Health problems: Sensitivity to chemicals or medicines, acne, allergies, dental problems, Legg Perthes, retinal detachment, skin problems. Be mindful of weather conditions. He burns easily in the summer and freezes easily in the winter. You should provide him with a coat or sweater during cool weather.

These small dogs have plenty of affection to give; they adore people. If you have enough time to attend to him and give him enough attention, he’ll flourish. Chinese Crested are not a breed that does well when neglected. Chinese Crested are known as the “Velcro dog.” This breed is spirited cheerful and playful. They live to know what’s going on around them (a little too much sometimes), are intelligent and learn quickly. On the negative side, they can become too independent and stubborn. They’ll keep you entertained: they love to climb, play and perform tricks. They do best with older children that know how to be gentle and get along with other companion animals (though jealousy may flare up). With strangers, a Chinese Crested is reserved and timid. To overcome the timidity and moodiness, socialize him properly from his puppyhood.

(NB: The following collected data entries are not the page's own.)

use num_bigint::BigUint;
use num_traits::{One, Zero};
use sha1::{Digest, Sha1};

use crate::DhtError;

/// A point in the cyclic identifier space `[0, 2^m)`.
///
/// Ring width `m` is not carried on the value itself - it is a property of
/// the network/config a value is used within - so every ring-arithmetic
/// function below takes `m` explicitly.
#[derive(Debug, Clone, PartialEq, Eq, PartialOrd, Ord, Hash, serde::Serialize, serde::Deserialize)]
pub struct Identifier(BigUint);

impl Identifier {
    pub fn from_biguint(value: BigUint, m: u32) -> Self {
        Identifier(value & ring_mask(m))
    }

    pub fn value(&self) -> &BigUint {
        &self.0
    }

    pub fn zero() -> Self {
        Identifier(BigUint::zero())
    }
}

impl std::fmt::Display for Identifier {
    fn fmt(&self, f: &mut std::fmt::Formatter<'_>) -> std::fmt::Result {
        write!(f, "{}", self.0)
    }
}

fn ring_mask(m: u32) -> BigUint {
    (BigUint::one() << m) - BigUint::one()
}

fn ring_modulus(m: u32) -> BigUint {
    BigUint::one() << m
}

/// Hashes `bytes` with SHA-1, big-endian, masked to `m` bits. Deterministic
/// and - courtesy of SHA-1 - uniformly distributed modulo `2^m`.
pub fn hash_id(bytes: &[u8], m: u32) -> Identifier {
    let mut hasher = Sha1::new();
    hasher.update(bytes);
    let digest = hasher.finalize();
    let full = BigUint::from_bytes_be(&digest);
    Identifier(full & ring_mask(m))
}

/// `(b - a) mod 2^m`: the clockwise distance travelled from `a` to reach `b`.
pub fn cw_distance(a: &Identifier, b: &Identifier, m: u32) -> Identifier {
    let modulus = ring_modulus(m);
    let a = &a.0 % &modulus;
    let b = &b.0 % &modulus;
    let diff = if b >= a { &b - &a } else { &modulus - &a + &b };
    Identifier(diff)
}

/// Tests whether `x` lies in the ring range from `a` to `b`, with each
/// endpoint's inclusion controlled independently.
///
/// The degenerate case `a == b` denotes the full ring; `x` is considered a
/// member unless it equals that single point and neither endpoint flag
/// includes it.
pub fn in_range(x: &Identifier, a: &Identifier, b: &Identifier, inc_start: bool, inc_end: bool, m: u32) -> bool {
    if a == b {
        return x != a || inc_start || inc_end;
    }
    if x == a {
        return inc_start;
    }
    if x == b {
        return inc_end;
    }
    let dist_ab = cw_distance(a, b, m);
    let dist_ax = cw_distance(a, x, m);
    dist_ax > Identifier::zero() && dist_ax < dist_ab
}

/// Renders `x` as a fixed-width, zero-padded hex string. Fails with
/// `InvalidIndex` when `x` does not fit in `digits` hex characters.
pub fn id_to_hex_digits(x: &Identifier, digits: usize) -> Result<String, DhtError> {
    let raw = format!("{:x}", x.0);
    if raw.len() > digits {
        return Err(DhtError::InvalidIndex(raw.len(), digits));
    }
    Ok(format!("{raw:0>digits$}"))
}

/// Number of leading hex characters `hex_a` and `hex_b` have in common.
pub fn shared_prefix_len(hex_a: &str, hex_b: &str) -> u32 {
    hex_a
        .chars()
        .zip(hex_b.chars())
        .take_while(|(a, b)| a == b)
        .count() as u32
}

#[cfg(test)]
mod tests {
    use super::*;
    use pretty_assertions::assert_eq;

    fn id(n: u64, m: u32) -> Identifier {
        Identifier::from_biguint(BigUint::from(n), m)
    }

    #[test]
    fn hash_id_is_deterministic_and_masked() {
        let a = hash_id(b"node_0", 160);
        let b = hash_id(b"node_0", 160);
        assert_eq!(a, b);
        assert!(a.value() < &ring_modulus(160));

        let small = hash_id(b"node_0", 8);
        assert!(small.value() < &BigUint::from(256u32));
    }

    #[test]
    fn hash_id_differs_across_inputs() {
        assert_ne!(hash_id(b"node_0", 160), hash_id(b"node_1", 160));
    }

    #[test]
    fn cw_distance_wraps_around() {
        let m = 8;
        assert_eq!(cw_distance(&id(250, m), &id(2, m), m), id(8, m));
        assert_eq!(cw_distance(&id(10, m), &id(20, m), m), id(10, m));
        assert_eq!(cw_distance(&id(10, m), &id(10, m), m), id(0, m));
    }

    #[test]
    fn in_range_half_open_standard_case() {
        let m = 8;
        let (a, b) = (id(10, m), id(20, m));
        assert!(!in_range(&id(10, m), &a, &b, false, true, m));
        assert!(in_range(&id(15, m), &a, &b, false, true, m));
        assert!(in_range(&id(20, m), &a, &b, false, true, m));
        assert!(!in_range(&id(21, m), &a, &b, false, true, m));
    }

    #[test]
    fn in_range_handles_wraparound() {
        let m = 8;
        let (a, b) = (id(250, m), id(5, m));
        assert!(in_range(&id(0, m), &a, &b, false, true, m));
        assert!(in_range(&id(5, m), &a, &b, false, true, m));
        assert!(!in_range(&id(6, m), &a, &b, false, true, m));
        assert!(!in_range(&id(250, m), &a, &b, false, true, m));
    }

    #[test]
    fn in_range_degenerate_single_node_ring() {
        let m = 8;
        let a = id(42, m);
        assert!(in_range(&id(0, m), &a, &a, false, false, m));
        assert!(!in_range(&a, &a, &a, false, false, m));
        assert!(in_range(&a, &a, &a, true, false, m));
    }

    #[test]
    fn id_to_hex_digits_pads_and_rejects_overflow() {
        let m = 16;
        let x = id(0xAB, m);
        assert_eq!(id_to_hex_digits(&x, 4).unwrap(), "00ab");
        assert!(id_to_hex_digits(&x, 1).is_err());
    }

    #[test]
    fn shared_prefix_len_counts_matching_hex_chars() {
        assert_eq!(shared_prefix_len("1a2b", "1a3c"), 2);
        assert_eq!(shared_prefix_len("ffff", "0000"), 0);
        assert_eq!(shared_prefix_len("abcd", "abcd"), 4);
    }
}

The hairless Chinese Crested needs a small amount of oil or lotion massaged into his skin to keep it moisturized. If your Chinese Crested has powder puffs, you’ll need to brush or comb him once or twice weekly. Housebreaking them is easy; Chinese Crested are naturally clean dogs. During cold months, some owners have employed using litter boxes or puppy pads. If a Chinese Crested is nervous or bored, his barking may get out of control. Provide him with plenty of chew toys and avoid leaving him alone for extended periods of time as he can become destructive. His toy size makes it easy to coddle and baby him, but try to avoid it; this won’t help him with his tendency to cling to you. Social time with other dogs, cats, other pets, kids and people are an important component of training and essential to his well being. He is a dog and needs to be treated as such. Chinese Crested dogs love to dig. It’s best to provide him an area of the yard for this purpose. He’ll learn quickly where he can dig and will only dig in that area.